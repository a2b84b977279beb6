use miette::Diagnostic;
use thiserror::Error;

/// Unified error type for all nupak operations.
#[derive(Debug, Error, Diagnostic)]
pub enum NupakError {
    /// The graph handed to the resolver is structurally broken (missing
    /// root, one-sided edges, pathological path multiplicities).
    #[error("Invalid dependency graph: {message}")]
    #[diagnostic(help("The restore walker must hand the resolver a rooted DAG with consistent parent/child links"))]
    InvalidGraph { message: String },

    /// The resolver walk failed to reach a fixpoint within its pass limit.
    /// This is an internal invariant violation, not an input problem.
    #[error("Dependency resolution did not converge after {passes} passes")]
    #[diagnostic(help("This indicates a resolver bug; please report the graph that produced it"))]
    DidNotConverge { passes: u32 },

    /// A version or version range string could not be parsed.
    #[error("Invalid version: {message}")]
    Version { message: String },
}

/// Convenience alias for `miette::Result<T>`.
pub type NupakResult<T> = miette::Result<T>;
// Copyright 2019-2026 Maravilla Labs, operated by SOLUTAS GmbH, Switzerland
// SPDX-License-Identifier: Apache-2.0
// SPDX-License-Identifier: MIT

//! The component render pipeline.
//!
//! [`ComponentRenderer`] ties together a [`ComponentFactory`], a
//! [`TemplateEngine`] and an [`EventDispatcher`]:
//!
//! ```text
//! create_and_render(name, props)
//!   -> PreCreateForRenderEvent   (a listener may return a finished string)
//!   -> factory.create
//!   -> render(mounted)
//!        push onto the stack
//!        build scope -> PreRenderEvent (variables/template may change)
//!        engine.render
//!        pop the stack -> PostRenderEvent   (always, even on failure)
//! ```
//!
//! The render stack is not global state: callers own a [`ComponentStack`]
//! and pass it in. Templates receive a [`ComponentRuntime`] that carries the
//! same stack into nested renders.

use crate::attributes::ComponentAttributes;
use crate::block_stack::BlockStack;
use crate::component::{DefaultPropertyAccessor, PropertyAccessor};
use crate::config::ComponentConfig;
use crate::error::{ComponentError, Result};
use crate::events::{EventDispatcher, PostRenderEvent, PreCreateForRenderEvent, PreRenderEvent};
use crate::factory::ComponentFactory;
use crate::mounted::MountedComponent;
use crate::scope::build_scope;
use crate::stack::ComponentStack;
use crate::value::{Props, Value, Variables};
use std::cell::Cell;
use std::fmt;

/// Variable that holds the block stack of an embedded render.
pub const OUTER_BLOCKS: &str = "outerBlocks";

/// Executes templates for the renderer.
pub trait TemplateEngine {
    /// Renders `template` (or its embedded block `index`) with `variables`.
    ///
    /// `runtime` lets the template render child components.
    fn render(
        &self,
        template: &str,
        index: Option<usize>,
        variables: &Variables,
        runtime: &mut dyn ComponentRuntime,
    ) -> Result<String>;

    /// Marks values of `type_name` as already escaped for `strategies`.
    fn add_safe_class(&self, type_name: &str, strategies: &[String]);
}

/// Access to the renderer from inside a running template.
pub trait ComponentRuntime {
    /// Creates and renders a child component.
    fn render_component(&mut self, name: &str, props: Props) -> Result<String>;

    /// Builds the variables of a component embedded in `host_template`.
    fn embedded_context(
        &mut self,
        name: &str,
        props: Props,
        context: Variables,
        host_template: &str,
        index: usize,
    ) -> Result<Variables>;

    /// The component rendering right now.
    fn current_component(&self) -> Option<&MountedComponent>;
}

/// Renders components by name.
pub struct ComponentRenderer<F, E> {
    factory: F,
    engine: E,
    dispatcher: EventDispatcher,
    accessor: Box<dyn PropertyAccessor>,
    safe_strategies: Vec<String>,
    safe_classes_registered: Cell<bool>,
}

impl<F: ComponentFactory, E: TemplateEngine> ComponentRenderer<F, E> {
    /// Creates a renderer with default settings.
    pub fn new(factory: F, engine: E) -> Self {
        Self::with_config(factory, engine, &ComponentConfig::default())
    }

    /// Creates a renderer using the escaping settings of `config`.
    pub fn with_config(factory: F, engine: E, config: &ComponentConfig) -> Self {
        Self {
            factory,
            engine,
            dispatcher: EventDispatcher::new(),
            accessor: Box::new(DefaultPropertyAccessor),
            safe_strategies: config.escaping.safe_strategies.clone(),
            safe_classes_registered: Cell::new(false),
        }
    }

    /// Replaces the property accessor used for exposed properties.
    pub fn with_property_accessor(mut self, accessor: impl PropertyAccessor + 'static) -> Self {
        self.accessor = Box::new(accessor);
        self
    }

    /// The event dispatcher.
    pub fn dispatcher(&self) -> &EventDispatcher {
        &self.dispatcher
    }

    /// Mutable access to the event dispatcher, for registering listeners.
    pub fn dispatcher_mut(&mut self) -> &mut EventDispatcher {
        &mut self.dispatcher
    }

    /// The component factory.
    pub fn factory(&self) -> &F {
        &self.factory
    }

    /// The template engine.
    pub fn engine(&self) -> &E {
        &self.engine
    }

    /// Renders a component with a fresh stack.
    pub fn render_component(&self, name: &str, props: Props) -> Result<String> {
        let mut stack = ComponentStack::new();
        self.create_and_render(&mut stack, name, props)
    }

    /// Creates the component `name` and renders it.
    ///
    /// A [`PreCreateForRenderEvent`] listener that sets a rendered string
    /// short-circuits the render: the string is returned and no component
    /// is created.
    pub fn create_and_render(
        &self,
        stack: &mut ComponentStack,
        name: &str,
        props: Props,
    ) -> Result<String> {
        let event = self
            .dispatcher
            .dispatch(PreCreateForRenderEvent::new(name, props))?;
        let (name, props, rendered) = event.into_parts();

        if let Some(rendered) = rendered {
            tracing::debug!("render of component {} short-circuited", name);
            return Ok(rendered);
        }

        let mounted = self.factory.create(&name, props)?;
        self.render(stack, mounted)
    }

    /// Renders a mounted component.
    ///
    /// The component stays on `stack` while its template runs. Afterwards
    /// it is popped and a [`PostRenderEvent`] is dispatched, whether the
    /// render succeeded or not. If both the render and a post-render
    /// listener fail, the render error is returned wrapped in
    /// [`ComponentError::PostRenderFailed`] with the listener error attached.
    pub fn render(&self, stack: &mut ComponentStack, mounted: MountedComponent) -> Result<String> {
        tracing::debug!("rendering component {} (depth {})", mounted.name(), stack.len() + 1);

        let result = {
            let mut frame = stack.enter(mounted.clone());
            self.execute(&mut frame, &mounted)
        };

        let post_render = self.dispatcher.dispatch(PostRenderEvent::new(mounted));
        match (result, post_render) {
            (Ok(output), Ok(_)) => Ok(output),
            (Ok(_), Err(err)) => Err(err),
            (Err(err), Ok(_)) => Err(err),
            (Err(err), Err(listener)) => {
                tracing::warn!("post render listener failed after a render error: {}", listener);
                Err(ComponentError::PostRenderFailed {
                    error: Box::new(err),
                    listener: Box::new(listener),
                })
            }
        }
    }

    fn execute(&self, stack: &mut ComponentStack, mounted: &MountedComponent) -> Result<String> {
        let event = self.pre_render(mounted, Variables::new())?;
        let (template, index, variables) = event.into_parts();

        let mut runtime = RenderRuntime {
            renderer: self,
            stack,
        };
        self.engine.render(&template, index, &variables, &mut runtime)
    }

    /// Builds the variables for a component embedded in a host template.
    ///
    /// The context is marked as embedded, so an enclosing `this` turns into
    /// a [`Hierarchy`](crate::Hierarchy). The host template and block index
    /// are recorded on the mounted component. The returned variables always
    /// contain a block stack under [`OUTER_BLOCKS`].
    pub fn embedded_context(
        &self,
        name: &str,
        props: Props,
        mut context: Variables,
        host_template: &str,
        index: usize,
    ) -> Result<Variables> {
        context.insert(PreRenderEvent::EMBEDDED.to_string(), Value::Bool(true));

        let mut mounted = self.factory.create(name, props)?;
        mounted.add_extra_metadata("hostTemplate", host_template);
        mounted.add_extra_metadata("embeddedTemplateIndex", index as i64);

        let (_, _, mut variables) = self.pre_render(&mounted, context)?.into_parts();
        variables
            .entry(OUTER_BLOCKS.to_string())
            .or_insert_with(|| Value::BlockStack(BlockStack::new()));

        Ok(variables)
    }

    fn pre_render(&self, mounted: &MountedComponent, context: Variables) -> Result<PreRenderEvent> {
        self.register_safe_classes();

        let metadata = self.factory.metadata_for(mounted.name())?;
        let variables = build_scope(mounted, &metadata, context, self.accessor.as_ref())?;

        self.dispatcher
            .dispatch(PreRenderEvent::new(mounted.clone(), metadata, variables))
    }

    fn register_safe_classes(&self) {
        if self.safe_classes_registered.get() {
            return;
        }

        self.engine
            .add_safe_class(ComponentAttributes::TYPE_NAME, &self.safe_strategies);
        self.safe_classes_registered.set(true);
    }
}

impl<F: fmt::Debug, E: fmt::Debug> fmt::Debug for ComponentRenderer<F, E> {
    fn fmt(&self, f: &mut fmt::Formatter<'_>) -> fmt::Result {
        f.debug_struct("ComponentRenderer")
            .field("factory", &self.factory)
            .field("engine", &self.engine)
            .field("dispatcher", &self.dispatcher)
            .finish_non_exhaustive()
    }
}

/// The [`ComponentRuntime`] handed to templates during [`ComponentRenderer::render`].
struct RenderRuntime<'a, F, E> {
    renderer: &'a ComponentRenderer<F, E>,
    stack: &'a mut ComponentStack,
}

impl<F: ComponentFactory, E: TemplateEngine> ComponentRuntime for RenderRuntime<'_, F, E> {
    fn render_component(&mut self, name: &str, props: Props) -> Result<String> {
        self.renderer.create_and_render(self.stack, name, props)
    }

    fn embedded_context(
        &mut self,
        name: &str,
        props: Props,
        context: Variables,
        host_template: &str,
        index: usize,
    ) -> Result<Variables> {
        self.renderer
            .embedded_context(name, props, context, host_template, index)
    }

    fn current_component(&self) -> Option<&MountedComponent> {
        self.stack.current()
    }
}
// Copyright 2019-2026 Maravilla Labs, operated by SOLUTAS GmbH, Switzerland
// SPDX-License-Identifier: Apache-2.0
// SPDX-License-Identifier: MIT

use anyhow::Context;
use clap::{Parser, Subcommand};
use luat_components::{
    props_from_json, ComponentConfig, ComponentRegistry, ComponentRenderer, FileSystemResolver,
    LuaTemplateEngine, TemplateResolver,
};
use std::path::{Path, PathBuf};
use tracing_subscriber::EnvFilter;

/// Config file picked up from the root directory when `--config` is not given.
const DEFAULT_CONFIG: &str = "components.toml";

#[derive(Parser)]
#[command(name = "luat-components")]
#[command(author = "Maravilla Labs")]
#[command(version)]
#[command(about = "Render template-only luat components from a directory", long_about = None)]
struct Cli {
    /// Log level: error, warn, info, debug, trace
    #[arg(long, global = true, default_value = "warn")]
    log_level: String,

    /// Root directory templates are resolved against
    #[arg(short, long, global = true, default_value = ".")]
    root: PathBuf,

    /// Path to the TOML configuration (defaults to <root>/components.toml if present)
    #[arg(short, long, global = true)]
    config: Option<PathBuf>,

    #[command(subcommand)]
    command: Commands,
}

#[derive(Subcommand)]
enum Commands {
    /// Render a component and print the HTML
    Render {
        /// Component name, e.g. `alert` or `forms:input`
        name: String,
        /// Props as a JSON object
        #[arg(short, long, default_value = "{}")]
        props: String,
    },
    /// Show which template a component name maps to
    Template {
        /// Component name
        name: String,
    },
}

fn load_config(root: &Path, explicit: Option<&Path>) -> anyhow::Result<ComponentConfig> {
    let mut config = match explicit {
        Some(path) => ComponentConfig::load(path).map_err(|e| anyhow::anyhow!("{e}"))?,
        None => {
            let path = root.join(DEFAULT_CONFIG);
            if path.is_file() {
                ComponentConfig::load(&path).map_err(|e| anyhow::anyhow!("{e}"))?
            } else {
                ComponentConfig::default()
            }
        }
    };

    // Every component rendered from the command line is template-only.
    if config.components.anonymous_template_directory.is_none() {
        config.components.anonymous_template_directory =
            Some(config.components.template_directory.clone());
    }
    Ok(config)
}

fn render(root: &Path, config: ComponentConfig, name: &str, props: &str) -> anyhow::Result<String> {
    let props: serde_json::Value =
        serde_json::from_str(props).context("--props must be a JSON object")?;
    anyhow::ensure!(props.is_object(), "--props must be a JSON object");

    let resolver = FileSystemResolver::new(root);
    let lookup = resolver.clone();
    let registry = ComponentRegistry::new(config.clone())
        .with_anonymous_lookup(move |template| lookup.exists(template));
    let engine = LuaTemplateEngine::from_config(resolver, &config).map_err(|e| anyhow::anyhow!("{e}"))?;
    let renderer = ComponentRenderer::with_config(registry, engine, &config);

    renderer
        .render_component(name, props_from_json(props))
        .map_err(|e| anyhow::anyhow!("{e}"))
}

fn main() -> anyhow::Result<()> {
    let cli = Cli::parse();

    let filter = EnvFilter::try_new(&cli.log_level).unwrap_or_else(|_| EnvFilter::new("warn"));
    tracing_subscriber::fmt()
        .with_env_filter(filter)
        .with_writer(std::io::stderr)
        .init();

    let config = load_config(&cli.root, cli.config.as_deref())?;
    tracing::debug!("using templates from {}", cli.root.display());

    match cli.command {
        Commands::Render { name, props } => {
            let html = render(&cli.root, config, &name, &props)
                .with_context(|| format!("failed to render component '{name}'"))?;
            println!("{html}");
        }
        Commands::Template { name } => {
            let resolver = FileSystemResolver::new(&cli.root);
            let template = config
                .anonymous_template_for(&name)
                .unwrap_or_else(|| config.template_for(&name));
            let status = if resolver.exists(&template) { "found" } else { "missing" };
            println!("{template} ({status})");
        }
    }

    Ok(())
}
------------------------
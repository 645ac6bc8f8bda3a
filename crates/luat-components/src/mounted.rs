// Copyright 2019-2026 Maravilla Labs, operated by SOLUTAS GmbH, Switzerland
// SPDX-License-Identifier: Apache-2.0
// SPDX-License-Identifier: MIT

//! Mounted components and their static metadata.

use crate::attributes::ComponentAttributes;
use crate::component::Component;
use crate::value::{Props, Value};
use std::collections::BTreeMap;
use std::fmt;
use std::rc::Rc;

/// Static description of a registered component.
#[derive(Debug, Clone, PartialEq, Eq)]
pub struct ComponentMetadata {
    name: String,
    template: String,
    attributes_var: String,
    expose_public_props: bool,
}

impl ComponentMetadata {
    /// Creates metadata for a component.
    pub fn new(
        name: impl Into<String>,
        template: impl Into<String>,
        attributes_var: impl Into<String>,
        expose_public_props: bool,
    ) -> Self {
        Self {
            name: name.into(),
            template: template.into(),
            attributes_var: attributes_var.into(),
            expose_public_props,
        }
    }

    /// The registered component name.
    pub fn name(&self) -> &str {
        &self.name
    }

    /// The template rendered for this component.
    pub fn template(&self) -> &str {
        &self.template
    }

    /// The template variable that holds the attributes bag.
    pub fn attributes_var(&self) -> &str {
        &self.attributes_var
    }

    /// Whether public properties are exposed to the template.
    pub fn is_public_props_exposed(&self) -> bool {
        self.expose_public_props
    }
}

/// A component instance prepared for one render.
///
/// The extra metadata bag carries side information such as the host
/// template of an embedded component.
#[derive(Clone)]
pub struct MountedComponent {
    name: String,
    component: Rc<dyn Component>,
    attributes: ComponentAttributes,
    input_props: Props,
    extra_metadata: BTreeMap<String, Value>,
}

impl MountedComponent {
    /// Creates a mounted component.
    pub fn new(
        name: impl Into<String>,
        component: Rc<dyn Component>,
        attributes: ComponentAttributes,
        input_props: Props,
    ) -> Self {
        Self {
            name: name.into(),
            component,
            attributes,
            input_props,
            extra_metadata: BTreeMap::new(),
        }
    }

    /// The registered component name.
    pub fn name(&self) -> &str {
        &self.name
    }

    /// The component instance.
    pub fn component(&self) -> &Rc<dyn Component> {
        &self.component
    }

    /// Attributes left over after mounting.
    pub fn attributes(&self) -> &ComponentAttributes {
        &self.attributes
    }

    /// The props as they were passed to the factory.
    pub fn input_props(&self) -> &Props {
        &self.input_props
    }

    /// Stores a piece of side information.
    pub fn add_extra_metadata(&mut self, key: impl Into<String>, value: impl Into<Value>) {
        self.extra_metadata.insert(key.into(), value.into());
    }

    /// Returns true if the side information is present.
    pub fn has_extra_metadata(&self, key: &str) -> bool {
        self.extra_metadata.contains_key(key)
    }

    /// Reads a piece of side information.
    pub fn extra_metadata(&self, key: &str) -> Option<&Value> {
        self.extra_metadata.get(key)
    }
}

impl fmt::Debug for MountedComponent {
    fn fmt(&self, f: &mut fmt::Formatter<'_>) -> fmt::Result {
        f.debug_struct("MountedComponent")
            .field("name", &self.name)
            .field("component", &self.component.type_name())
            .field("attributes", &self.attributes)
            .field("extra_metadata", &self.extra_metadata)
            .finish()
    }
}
------------------------
__Your task__. Repeat exactly the lines of the listing above, from the one with "let path = root.join(DEFAULT_CONFIG);" down to the one with "filter = EnvFilter::try_new(&cli.log_level).unwrap_or_else(|_|"; both of those lines belong in the range.

__Solution to this exercise__.
            let path = root.join(DEFAULT_CONFIG);
            if path.is_file() {
                ComponentConfig::load(&path).map_err(|e| anyhow::anyhow!("{e}"))?
            } else {
                ComponentConfig::default()
            }
        }
    };

    // Every component rendered from the command line is template-only.
    if config.components.anonymous_template_directory.is_none() {
        config.components.anonymous_template_directory =
            Some(config.components.template_directory.clone());
    }
    Ok(config)
}

fn render(root: &Path, config: ComponentConfig, name: &str, props: &str) -> anyhow::Result<String> {
    let props: serde_json::Value =
        serde_json::from_str(props).context("--props must be a JSON object")?;
    anyhow::ensure!(props.is_object(), "--props must be a JSON object");

    let resolver = FileSystemResolver::new(root);
    let lookup = resolver.clone();
    let registry = ComponentRegistry::new(config.clone())
        .with_anonymous_lookup(move |template| lookup.exists(template));
    let engine = LuaTemplateEngine::from_config(resolver, &config).map_err(|e| anyhow::anyhow!("{e}"))?;
    let renderer = ComponentRenderer::with_config(registry, engine, &config);

    renderer
        .render_component(name, props_from_json(props))
        .map_err(|e| anyhow::anyhow!("{e}"))
}

fn main() -> anyhow::Result<()> {
    let cli = Cli::parse();

    let filter = EnvFilter::try_new(&cli.log_level).unwrap_or_else(|_| EnvFilter::new("warn"));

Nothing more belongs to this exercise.